# The problem
Find the word "revision" in the data below and copy each line that holds it.

= = = = =

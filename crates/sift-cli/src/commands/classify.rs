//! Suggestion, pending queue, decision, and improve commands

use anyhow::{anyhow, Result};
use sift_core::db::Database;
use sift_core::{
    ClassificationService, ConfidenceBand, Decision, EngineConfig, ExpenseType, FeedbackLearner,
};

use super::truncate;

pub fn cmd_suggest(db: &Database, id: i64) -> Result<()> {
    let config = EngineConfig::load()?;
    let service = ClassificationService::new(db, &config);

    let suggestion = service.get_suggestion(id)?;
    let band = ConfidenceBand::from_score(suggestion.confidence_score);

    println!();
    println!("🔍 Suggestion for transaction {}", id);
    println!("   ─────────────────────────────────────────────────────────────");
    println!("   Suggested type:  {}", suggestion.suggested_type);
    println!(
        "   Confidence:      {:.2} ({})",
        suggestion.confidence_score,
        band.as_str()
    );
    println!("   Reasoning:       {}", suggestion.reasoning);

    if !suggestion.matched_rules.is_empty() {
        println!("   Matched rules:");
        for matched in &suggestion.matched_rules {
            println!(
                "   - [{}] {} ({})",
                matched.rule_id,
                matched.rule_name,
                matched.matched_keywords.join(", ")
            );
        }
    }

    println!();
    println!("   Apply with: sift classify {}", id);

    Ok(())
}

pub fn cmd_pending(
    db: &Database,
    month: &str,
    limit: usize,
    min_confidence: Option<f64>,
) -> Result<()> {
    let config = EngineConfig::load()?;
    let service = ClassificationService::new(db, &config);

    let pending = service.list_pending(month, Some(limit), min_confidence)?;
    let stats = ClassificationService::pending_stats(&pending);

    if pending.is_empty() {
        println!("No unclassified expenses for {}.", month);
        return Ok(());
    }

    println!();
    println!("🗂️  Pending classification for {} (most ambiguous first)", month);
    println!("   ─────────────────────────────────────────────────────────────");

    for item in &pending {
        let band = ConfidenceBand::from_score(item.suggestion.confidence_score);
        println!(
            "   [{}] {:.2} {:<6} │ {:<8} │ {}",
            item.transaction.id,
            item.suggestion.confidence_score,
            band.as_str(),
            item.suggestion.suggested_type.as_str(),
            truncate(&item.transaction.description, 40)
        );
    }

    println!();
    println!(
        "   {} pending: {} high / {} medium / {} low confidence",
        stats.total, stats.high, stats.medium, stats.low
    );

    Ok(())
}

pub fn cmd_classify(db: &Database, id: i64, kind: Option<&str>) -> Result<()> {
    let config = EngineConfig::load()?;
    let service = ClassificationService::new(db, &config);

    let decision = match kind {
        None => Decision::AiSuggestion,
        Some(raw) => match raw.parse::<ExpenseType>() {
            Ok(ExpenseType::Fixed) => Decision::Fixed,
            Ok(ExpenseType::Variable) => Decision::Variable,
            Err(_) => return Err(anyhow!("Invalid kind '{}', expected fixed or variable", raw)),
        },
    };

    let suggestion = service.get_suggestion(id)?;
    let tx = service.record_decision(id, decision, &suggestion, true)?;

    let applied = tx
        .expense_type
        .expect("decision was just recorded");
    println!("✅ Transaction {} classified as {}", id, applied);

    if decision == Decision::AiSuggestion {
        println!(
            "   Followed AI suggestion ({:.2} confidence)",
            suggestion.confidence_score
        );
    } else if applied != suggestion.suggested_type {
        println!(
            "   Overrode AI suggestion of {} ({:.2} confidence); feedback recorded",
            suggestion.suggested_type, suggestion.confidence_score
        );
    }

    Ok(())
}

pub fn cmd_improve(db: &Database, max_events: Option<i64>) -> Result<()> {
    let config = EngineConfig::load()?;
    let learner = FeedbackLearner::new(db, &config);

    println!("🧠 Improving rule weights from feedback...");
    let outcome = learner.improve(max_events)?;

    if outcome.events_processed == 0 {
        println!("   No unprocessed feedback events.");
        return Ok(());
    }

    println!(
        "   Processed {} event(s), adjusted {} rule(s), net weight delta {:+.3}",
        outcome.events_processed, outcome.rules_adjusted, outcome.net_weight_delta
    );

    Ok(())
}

= = = = =

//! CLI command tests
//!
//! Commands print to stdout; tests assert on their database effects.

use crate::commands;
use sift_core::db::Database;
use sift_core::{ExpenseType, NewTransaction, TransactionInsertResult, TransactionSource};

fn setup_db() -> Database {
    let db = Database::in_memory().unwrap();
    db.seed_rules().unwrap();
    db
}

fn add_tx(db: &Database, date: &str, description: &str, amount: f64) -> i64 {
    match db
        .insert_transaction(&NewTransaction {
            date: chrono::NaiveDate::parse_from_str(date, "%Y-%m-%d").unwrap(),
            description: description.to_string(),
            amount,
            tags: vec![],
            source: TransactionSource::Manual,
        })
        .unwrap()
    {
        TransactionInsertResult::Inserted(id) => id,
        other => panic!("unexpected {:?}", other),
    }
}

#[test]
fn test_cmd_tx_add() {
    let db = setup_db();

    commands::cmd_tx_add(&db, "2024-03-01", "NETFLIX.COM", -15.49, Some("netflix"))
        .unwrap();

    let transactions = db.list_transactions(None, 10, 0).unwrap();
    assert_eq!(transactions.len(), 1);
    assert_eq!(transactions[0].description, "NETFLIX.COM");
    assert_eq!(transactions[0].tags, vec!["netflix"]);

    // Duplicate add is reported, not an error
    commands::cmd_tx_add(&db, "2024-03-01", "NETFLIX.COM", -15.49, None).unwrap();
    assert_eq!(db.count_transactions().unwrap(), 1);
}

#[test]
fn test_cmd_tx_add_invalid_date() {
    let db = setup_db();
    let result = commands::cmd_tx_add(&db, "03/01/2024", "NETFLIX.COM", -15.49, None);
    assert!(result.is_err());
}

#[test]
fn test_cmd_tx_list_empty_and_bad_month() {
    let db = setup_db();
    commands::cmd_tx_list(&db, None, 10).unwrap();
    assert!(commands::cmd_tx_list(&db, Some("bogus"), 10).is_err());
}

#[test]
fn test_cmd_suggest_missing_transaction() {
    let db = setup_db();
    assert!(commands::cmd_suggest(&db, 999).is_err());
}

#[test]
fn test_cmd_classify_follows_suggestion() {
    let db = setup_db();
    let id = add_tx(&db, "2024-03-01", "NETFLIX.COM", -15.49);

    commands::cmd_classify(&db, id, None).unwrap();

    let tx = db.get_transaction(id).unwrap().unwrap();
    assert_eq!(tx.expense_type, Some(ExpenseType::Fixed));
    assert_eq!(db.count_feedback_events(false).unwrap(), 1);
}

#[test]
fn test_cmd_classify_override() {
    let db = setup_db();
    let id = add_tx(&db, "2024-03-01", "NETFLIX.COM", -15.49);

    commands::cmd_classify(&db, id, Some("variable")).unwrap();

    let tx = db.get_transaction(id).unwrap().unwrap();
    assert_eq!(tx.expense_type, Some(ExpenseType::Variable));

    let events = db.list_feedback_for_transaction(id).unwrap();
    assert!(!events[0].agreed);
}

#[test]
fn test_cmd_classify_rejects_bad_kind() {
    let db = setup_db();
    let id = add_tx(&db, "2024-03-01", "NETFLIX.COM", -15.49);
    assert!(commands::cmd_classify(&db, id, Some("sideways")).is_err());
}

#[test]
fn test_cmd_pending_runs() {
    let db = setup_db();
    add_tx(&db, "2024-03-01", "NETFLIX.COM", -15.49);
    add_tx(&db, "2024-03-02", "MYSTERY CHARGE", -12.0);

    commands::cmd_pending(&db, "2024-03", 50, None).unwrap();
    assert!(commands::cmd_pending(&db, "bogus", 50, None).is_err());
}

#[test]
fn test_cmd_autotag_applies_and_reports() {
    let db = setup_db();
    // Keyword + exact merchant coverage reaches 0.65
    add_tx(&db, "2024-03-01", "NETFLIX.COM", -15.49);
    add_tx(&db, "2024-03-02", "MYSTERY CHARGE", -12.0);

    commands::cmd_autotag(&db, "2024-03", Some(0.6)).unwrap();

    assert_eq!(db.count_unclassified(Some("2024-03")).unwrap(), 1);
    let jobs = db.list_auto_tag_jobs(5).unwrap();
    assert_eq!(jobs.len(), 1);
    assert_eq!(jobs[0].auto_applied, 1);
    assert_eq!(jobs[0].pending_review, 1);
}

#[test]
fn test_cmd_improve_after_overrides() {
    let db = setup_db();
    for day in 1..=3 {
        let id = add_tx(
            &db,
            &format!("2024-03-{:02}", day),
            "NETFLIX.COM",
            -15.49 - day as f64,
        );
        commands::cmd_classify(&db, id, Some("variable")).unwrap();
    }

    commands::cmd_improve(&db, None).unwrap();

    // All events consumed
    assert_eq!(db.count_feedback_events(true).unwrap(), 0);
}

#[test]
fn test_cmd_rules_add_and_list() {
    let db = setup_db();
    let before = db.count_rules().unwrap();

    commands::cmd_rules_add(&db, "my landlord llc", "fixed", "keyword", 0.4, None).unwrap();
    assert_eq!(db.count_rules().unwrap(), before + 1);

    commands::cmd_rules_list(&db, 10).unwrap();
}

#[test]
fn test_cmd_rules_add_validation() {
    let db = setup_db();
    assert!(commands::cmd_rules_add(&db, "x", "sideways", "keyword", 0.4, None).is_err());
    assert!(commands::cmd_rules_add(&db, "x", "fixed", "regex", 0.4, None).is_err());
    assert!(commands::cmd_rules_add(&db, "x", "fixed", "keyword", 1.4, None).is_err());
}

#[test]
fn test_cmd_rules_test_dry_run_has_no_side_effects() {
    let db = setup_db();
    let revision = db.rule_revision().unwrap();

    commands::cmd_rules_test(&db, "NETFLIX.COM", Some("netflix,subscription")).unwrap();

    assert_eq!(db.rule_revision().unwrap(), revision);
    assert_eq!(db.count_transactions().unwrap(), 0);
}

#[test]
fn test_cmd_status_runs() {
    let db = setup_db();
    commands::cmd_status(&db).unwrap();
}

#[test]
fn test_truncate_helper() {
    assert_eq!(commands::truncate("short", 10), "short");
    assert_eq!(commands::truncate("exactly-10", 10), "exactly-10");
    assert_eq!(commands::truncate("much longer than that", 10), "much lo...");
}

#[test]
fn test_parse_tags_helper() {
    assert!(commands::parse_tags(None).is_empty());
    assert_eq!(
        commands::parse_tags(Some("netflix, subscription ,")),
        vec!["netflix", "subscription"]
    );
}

= = = = =

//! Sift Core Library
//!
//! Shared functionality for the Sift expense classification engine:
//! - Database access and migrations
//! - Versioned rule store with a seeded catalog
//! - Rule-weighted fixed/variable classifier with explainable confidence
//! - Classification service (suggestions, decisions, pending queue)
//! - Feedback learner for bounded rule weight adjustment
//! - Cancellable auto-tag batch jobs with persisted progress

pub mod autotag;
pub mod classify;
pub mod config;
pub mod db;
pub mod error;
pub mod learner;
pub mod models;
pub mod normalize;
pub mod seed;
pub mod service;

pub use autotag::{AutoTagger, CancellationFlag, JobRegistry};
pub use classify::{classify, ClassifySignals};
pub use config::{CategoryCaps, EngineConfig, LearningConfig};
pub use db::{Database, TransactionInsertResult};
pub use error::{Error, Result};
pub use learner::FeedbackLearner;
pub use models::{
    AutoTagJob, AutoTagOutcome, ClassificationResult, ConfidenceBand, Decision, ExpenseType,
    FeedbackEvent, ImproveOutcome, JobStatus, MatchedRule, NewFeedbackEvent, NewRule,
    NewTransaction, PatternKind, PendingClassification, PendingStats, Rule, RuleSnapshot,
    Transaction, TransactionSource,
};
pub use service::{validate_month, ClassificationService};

= = = = =

# Solution
    let revision = db.rule_revision().unwrap();
    assert_eq!(db.rule_revision().unwrap(), revision);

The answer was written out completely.